14 DAY TRIAL // Cybercrooks are on the hunt for FTP credentials with a new phishing campaign, which targets the customers of many hosting companies. Under the pretext of a system maintenance, the rogue emails direct unsuspecting webmasters to phishing pages.
According to Gary Warner, director of research in Computer Forensics at the University of Alabama at Birmingham, over 90 popular shared Web hosting services have been abused through these automatically generated emails. The message is identical in all of them, but the named company differs.
"Due to the system maintenance, we kindly ask you to take a few minutes to confirm your FTP details. Please confirm your FTP details by using the link below," the emails read. The included link is of the form http://cpanel.[domain_name]/scripts/cpanel-ftp-confirmation.php?session=######, where the domain names are the likes of hostgator.com, resellerclub.com, godaddy.com or even yahoo.com.
Clicking on the URL takes the user to a fake website bearing the visual identification elements of cPanel, a popular hosting platform management application. The page contains a form for inputting FTP hostname, login and password. If this form is filled in and submitted, the user is redirected to the real website of the hosting company in order to avoid raising suspicion.
Cybercriminals are harvesting FTP accounts, because it allows them to modify the content of legit websites and serve exploit cocktails to their visitors. This technique has been previously encountered in mass web injection attacks such as Gumblar, which many security companies listed as the most prevalent threat on the Web during the second quarter of this year.

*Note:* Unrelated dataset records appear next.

use crate::feed::FARE_ATTRIBUTES_FILE;
use crate::{GtfsFeed, NoticeContainer, NoticeSeverity, ValidationNotice, Validator};

const CODE_MISSING_REQUIRED_FIELD: &str = "missing_required_field";
const CODE_MISSING_RECOMMENDED_FIELD: &str = "missing_recommended_field";

#[derive(Debug, Default)]
pub struct FareAttributeAgencyIdValidator;

impl Validator for FareAttributeAgencyIdValidator {
    fn name(&self) -> &'static str {
        "fare_attribute_agency_id"
    }

    fn validate(&self, feed: &GtfsFeed, notices: &mut NoticeContainer) {
        let Some(fare_attributes) = &feed.fare_attributes else {
            return;
        };

        let total_agencies = feed.agency.rows.len();
        if total_agencies == 0 {
            return;
        }

        for (index, fare) in fare_attributes.rows.iter().enumerate() {
            let row_number = fare_attributes.row_number(index);
            if !has_value(fare.agency_id.as_deref()) {
                let (code, severity, message) = if total_agencies > 1 {
                    (
                        CODE_MISSING_REQUIRED_FIELD,
                        NoticeSeverity::Error,
                        "agency_id is required when multiple agencies exist",
                    )
                } else {
                    (
                        CODE_MISSING_RECOMMENDED_FIELD,
                        NoticeSeverity::Warning,
                        "agency_id is recommended when only one agency exists",
                    )
                };
                let mut notice = ValidationNotice::new(code, severity, message);
                notice.insert_context_field("csvRowNumber", row_number);
                notice.insert_context_field("fieldName", "agency_id");
                notice.insert_context_field("filename", FARE_ATTRIBUTES_FILE);
                notice.field_order = vec![
                    "csvRowNumber".to_string(),
                    "fieldName".to_string(),
                    "filename".to_string(),
                ];
                notices.push(notice);
            }
        }
    }
}

fn has_value(value: Option<&str>) -> bool {
    value.map(|val| !val.trim().is_empty()).unwrap_or(false)
}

In June, security researchers from Prevx found hijacked FTP credentials for over 68,000 websites on a Zbot dumping site. Companies such as Amazon, Cisco, BBC, Symantec, McAfee, Monster, or even Bank of America, were amongst the victims. In that case, the information was most likely stolen by the Zbot trojan from infected machines.
"If you are a webmaster and have received one of these emails, please be sure to contact your hosting provider to reset your passwords immediately, and review your pages to see what changes may have been made," Gary Warner, advises.